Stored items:
******************************

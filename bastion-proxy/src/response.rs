//! Literal responses generated by the proxy itself.

/// `503` sent when no backend is alive.
pub fn no_servers_available() -> Vec<u8> {
    plain("503 Service Unavailable", &[], "no servers available")
}

/// `429` sent to a banned client.
///
/// The body names the remaining ban time; `newly_banned` distinguishes the
/// request that triggered the ban from later ones.
pub fn rate_limited(retry_after_secs: u64, newly_banned: bool) -> Vec<u8> {
    let body = if newly_banned {
        format!("Rate limit exceeded. Banned for {retry_after_secs}s.")
    } else {
        format!("BANNED (Wait {retry_after_secs}s)")
    };
    let retry_after = retry_after_secs.to_string();
    plain(
        "429 Too Many Requests",
        &[("Retry-After", retry_after.as_str())],
        &body,
    )
}

fn plain(status: &str, headers: &[(&str, &str)], body: &str) -> Vec<u8> {
    let mut out = format!(
        "HTTP/1.1 {status}\r\nContent-Type: text/plain; charset=utf-8\r\nContent-Length: {}\r\nConnection: close\r\n",
        body.len()
    );
    for (name, value) in headers {
        out.push_str(name);
        out.push_str(": ");
        out.push_str(value);
        out.push_str("\r\n");
    }
    out.push_str("\r\n");
    out.push_str(body);
    out.into_bytes()
}
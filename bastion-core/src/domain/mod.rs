//! Domain models shared by every Bastion component.

pub mod backend;
pub mod pool;
pub mod request;
pub mod routing;
//! Path-based routing rules layered over the weighted rotation.

use std::sync::atomic::{AtomicU64, Ordering};

use crate::config::RouteRuleConfig;
use crate::domain::backend::{BackendId, SharedBackend};
use crate::domain::pool::BackendPool;
use crate::domain::request::RequestLine;
use crate::error::CoreError;

/// Pins requests whose path starts with a literal prefix to one backend.
#[derive(Debug, Clone, PartialEq, Eq)]
pub struct PathRule {
    /// Literal path prefix.
    pub prefix: String,
    /// Preferred backend.
    pub backend: BackendId,
    /// Only match this method when set.
    pub method: Option<String>,
}

impl PathRule {
    /// Whether the rule applies to `line`.
    pub fn matches(&self, line: &RequestLine) -> bool {
        let method_ok = self
            .method
            .as_deref()
            .is_none_or(|m| m.eq_ignore_ascii_case(line.method()));
        method_ok && line.path().starts_with(&self.prefix)
    }
}

/// How a backend was chosen.
#[derive(Debug, Clone, Copy, PartialEq, Eq)]
pub enum RouteVia {
    /// A path rule matched and its backend was alive. No rotation tick was consumed.
    Pinned,
    /// Plain weighted rotation.
    Rotation,
    /// A path rule matched but its backend was dead, so rotation picked instead.
    PinnedFallback {
        /// The backend the rule would have used.
        pinned: BackendId,
    },
}

/// Outcome of a routing decision. Never persisted.
#[derive(Debug, Clone)]
pub enum RoutingDecision {
    /// A live backend was chosen.
    Selected {
        /// The chosen backend.
        backend: SharedBackend,
        /// How it was chosen.
        via: RouteVia,
    },
    /// No backend is alive.
    Unavailable,
}

impl RoutingDecision {
    /// The chosen backend, if any.
    pub fn backend(&self) -> Option<&SharedBackend> {
        match self {
            RoutingDecision::Selected { backend, .. } => Some(backend),
            RoutingDecision::Unavailable => None,
        }
    }
}

/// The ordered rule table plus a count of pinned requests that fell back to rotation.
#[derive(Debug, Default)]
pub struct RoutingPolicy {
    rules: Vec<PathRule>,
    fallbacks: AtomicU64,
}

impl RoutingPolicy {
    /// Create a policy from already validated rules.
    pub fn new(rules: Vec<PathRule>) -> Self {
        Self {
            rules,
            fallbacks: AtomicU64::new(0),
        }
    }

    /// Build the rule table, checking every target against the pool.
    pub fn from_config(configs: &[RouteRuleConfig], pool: &BackendPool) -> Result<Self, CoreError> {
        let rules = configs
            .iter()
            .map(|cfg| {
                if cfg.backend >= pool.len() {
                    return Err(CoreError::UnknownRouteTarget {
                        prefix: cfg.prefix.clone(),
                        index: cfg.backend,
                        available: pool.len(),
                    });
                }
                Ok(PathRule {
                    prefix: cfg.prefix.clone(),
                    backend: BackendId(cfg.backend),
                    method: cfg.method.clone(),
                })
            })
            .collect::<Result<Vec<_>, _>>()?;
        Ok(Self::new(rules))
    }

    /// Configured rules in match order.
    pub fn rules(&self) -> &[PathRule] {
        &self.rules
    }

    /// Number of pinned requests redirected into the rotation because their backend was dead.
    pub fn fallback_count(&self) -> u64 {
        self.fallbacks.load(Ordering::Relaxed)
    }

    /// Pick one backend for `line`.
    ///
    /// The first matching rule wins. If its backend is alive it is returned directly;
    /// otherwise, or when nothing matches, the weighted rotation decides.
    pub fn select(&self, pool: &BackendPool, line: &RequestLine) -> RoutingDecision {
        let mut pinned = None;
        if let Some(rule) = self.rules.iter().find(|r| r.matches(line)) {
            if let Some(backend) = pool.get(rule.backend) {
                if backend.is_alive() {
                    return RoutingDecision::Selected {
                        backend: backend.clone(),
                        via: RouteVia::Pinned,
                    };
                }
            }
            pinned = Some(rule.backend);
        }

        let Some(backend) = pool.pick_by_rotation() else {
            return RoutingDecision::Unavailable;
        };

        let via = match pinned {
            Some(pinned) => {
                self.fallbacks.fetch_add(1, Ordering::Relaxed);
                tracing::warn!(
                    pinned = %pinned,
                    fallback = %backend.address(),
                    path = line.path(),
                    "pinned backend is down, path routed through weighted rotation"
                );
                RouteVia::PinnedFallback { pinned }
            }
            None => RouteVia::Rotation,
        };

        RoutingDecision::Selected { backend, via }
    }
}
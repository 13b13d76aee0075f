//! Bastion admin surface
//!
//! A read-only view over the load balancer's state: an HTML dashboard that the
//! proxy serves in-band on its stats path, and an optional separate HTTP listener
//! exposing the same snapshot as HTML and JSON plus a liveness endpoint.

pub mod dashboard;
pub mod server;

use bastion_core::stats::StatsSnapshot;

/// Anything that can produce a consistent stats snapshot on demand.
pub trait SnapshotSource: Send + Sync {
    /// Capture the current state. Must not mutate anything.
    fn snapshot(&self) -> StatsSnapshot;
}
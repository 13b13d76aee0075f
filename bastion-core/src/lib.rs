//! Bastion Core functionality.
//!
//! This crate contains the domain models, configuration definitions, and the
//! decision engine that power the Bastion load balancer: weighted rotation over
//! a fixed backend pool, path-pinned routing, per-client rate limiting and a
//! short-lived response cache. Nothing in here touches a socket.

pub mod admission;
pub mod cache;
pub mod config;
pub mod domain;
pub mod error;
pub mod load_balancer;
pub mod stats;

pub use error::CoreError;
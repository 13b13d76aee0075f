//! Weighted round robin distribution table.
//!
//! The table repeats each backend index `weight` times in configuration order,
//! so weights `(3, 1)` produce `[0, 0, 0, 1]`. A shared cursor dispenses one slot
//! per call and wraps at the end of the table.
//!
//! Every cursor advance is a single atomic read-modify-write, which makes the
//! fairness guarantee hold over the sequence of cursor advances. Under concurrent
//! dispatch that order is not wall-clock request order.

use std::num::NonZeroU32;
use std::sync::atomic::{AtomicUsize, Ordering};

/// An interleaved slot table with a lock-free rotation cursor.
#[derive(Debug)]
pub struct WeightedDistribution {
    slots: Vec<usize>,
    cursor: AtomicUsize,
}

impl WeightedDistribution {
    /// Build the slot table from weights given in backend order.
    pub fn new<I>(weights: I) -> Self
    where
        I: IntoIterator<Item = NonZeroU32>,
    {
        let slots = weights
            .into_iter()
            .enumerate()
            .flat_map(|(idx, weight)| std::iter::repeat_n(idx, weight.get() as usize))
            .collect();

        Self {
            slots,
            cursor: AtomicUsize::new(0),
        }
    }

    /// Number of slots, i.e. the sum of all weights.
    pub fn len(&self) -> usize {
        self.slots.len()
    }

    /// Whether the table has no slots.
    pub fn is_empty(&self) -> bool {
        self.slots.is_empty()
    }

    /// The raw slot table.
    pub fn slots(&self) -> &[usize] {
        &self.slots
    }

    /// Current cursor position, always in `[0, len)`.
    pub fn cursor(&self) -> usize {
        self.cursor.load(Ordering::Relaxed)
    }

    /// Dispense the slot under the cursor and move the cursor one step forward.
    pub fn advance(&self) -> Option<usize> {
        let len = self.slots.len();
        if len == 0 {
            return None;
        }

        // fetch_update only fails when the closure returns None, which it never does.
        let position = match self
            .cursor
            .fetch_update(Ordering::AcqRel, Ordering::Acquire, |c| Some((c + 1) % len))
        {
            Ok(previous) | Err(previous) => previous,
        };

        Some(self.slots[position])
    }

    /// Scan at most one full cycle for a slot whose backend passes `is_alive`.
    ///
    /// Each probed slot consumes one cursor tick, so dead backends are skipped
    /// without changing the relative order of the live ones.
    pub fn next_matching<F>(&self, mut is_alive: F) -> Option<usize>
    where
        F: FnMut(usize) -> bool,
    {
        (0..self.slots.len())
            .filter_map(|_| self.advance())
            .find(|&idx| is_alive(idx))
    }
}
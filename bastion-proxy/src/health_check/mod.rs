//! Active backend health checking.

pub mod prober;
//! Thin HTTP front end (§4.7 ambient addition). Deliberately minimal: one
//! route to invoke an already-deployed function, one observability route,
//! one liveness route. Request authentication, CORS policy and function
//! CRUD are explicitly out of scope (§1) and live with the collaborator
//! that owns them.

use crate::engine::Engine;
use crate::model::{ExecutionRequest, FunctionId, OwnerId};
use crate::store::FunctionStore;
use axum::extract::{Json, Path, State};
use axum::http::{HeaderMap, StatusCode};
use axum::response::IntoResponse;
use axum::routing::{get, post};
use axum::Router;
use serde::{Deserialize, Serialize};
use std::sync::Arc;
use tower_http::trace::TraceLayer;
use tracing::warn;

#[derive(Clone)]
pub struct AppState {
    pub engine: Engine,
    pub functions: Arc<dyn FunctionStore>,
}

pub fn configure_app(state: AppState) -> Router {
    Router::new()
        .route("/health", get(health_check))
        .route("/metrics", get(metrics))
        .route("/functions/:id/invoke", post(invoke_function))
        .layer(TraceLayer::new_for_http())
        .with_state(state)
}

async fn health_check() -> Json<serde_json::Value> {
    Json(serde_json::json!({ "status": "healthy" }))
}

#[derive(Serialize)]
struct MetricsResponse {
    current_instance_count: u32,
    max_instances: u32,
}

async fn metrics(State(state): State<AppState>) -> Json<MetricsResponse> {
    Json(MetricsResponse {
        current_instance_count: state.engine.current_instance_count().await,
        max_instances: state.engine.max_instances(),
    })
}

#[derive(Deserialize)]
struct InvokeBody {
    #[serde(default)]
    input: Option<serde_json::Value>,
}

/// The owner identity header standing in for the out-of-scope auth
/// collaborator (§1): production deployments front this service with a
/// real identity resolver that sets this header after authenticating the
/// caller.
const OWNER_HEADER: &str = "x-owner-id";

async fn invoke_function(
    State(state): State<AppState>,
    Path(function_id): Path<String>,
    headers: HeaderMap,
    Json(body): Json<InvokeBody>,
) -> impl IntoResponse {
    let owner_header = headers
        .get(OWNER_HEADER)
        .and_then(|v| v.to_str().ok())
        .map(str::to_string);

    let owner_id = match owner_header {
        Some(id) => OwnerId(id),
        None => {
            return (
                StatusCode::UNAUTHORIZED,
                Json(serde_json::json!({ "error": format!("missing {OWNER_HEADER} header") })),
            )
                .into_response();
        }
    };

    let function_id = FunctionId(function_id);

    let function = match state.functions.get(&function_id).await {
        Ok(Some(f)) => f,
        Ok(None) => {
            return (
                StatusCode::NOT_FOUND,
                Json(serde_json::json!({ "error": "function not found" })),
            )
                .into_response();
        }
        Err(e) => {
            warn!(error = %e, "failed to load function");
            return (
                StatusCode::INTERNAL_SERVER_ERROR,
                Json(serde_json::json!({ "error": "failed to load function" })),
            )
                .into_response();
        }
    };

    if !function.enabled {
        return (
            StatusCode::FORBIDDEN,
            Json(serde_json::json!({ "error": "function is disabled" })),
        )
            .into_response();
    }

    let request = ExecutionRequest {
        function_id: function.id,
        owner_id,
        source_code: function.source_code,
        input: body.input,
    };

    let result = state.engine.execute(request).await;
    Json(result).into_response()
}
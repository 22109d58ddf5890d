//! Response Capture & Marshaller (§4.3): interprets sandbox stdout either as
//! a structured HTTP envelope or, failing that, as raw text.

use super::truncate_captured;
use crate::model::{CaptureOutcome, EnvelopeBody, HttpEnvelope};
use serde::Deserialize;
use serde_json::Value;
use std::collections::HashMap;

#[derive(Deserialize)]
struct RawEnvelope {
    status: i64,
    #[serde(default)]
    headers: HashMap<String, String>,
    body: Value,
}

/// Parse raw sandbox stdout bytes into a `CaptureOutcome`, per §4.3.
///
/// A `CaptureMalformed` condition (§7) is not an error — it simply falls
/// back to `CaptureOutcome::Raw`, which is why this function returns the
/// outcome directly rather than a `Result`.
pub fn capture_stdout(stdout_bytes: &[u8]) -> CaptureOutcome {
    let text = String::from_utf8_lossy(stdout_bytes).into_owned();

    if let Some(envelope) = try_parse_envelope(&text) {
        return CaptureOutcome::Envelope(envelope);
    }

    CaptureOutcome::Raw(truncate_captured(&text))
}

fn try_parse_envelope(text: &str) -> Option<HttpEnvelope> {
    let raw: RawEnvelope = serde_json::from_str(text.trim()).ok()?;

    if !(100..=599).contains(&raw.status) {
        return None;
    }
    let status_code = raw.status as u16;

    let body = match raw.body {
        // §4.3 step 2: if the body is itself a JSON-encoded string, attempt
        // one further parse to produce a structured body; on failure keep
        // it as plain text.
        Value::String(s) => match serde_json::from_str::<Value>(&s) {
            Ok(parsed) => EnvelopeBody::Structured(parsed),
            Err(_) => EnvelopeBody::Text(s),
        },
        other => EnvelopeBody::Structured(other),
    };

    let body = truncate_body(body);

    Some(HttpEnvelope {
        status_code,
        headers: raw.headers,
        body,
    })
}

fn truncate_body(body: EnvelopeBody) -> EnvelopeBody {
    match body {
        EnvelopeBody::Text(s) => EnvelopeBody::Text(truncate_captured(&s)),
        structured => structured,
    }
}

******************************

> _WHAT YOU SHOULD DO_: Beginning of the records through the line with "out.push_str(value);": return that span exactly and stop there.

> _EXERCISE SOLUTION_:
filename bastion-proxy/src/response.rs
//! Literal responses generated by the proxy itself.

/// `503` sent when no backend is alive.
pub fn no_servers_available() -> Vec<u8> {
    plain("503 Service Unavailable", &[], "no servers available")
}

/// `429` sent to a banned client.
///
/// The body names the remaining ban time; `newly_banned` distinguishes the
/// request that triggered the ban from later ones.
pub fn rate_limited(retry_after_secs: u64, newly_banned: bool) -> Vec<u8> {
    let body = if newly_banned {
        format!("Rate limit exceeded. Banned for {retry_after_secs}s.")
    } else {
        format!("BANNED (Wait {retry_after_secs}s)")
    };
    let retry_after = retry_after_secs.to_string();
    plain(
        "429 Too Many Requests",
        &[("Retry-After", retry_after.as_str())],
        &body,
    )
}

fn plain(status: &str, headers: &[(&str, &str)], body: &str) -> Vec<u8> {
    let mut out = format!(
        "HTTP/1.1 {status}\r\nContent-Type: text/plain; charset=utf-8\r\nContent-Length: {}\r\nConnection: close\r\n",
        body.len()
    );
    for (name, value) in headers {
        out.push_str(name);
        out.push_str(": ");
        out.push_str(value);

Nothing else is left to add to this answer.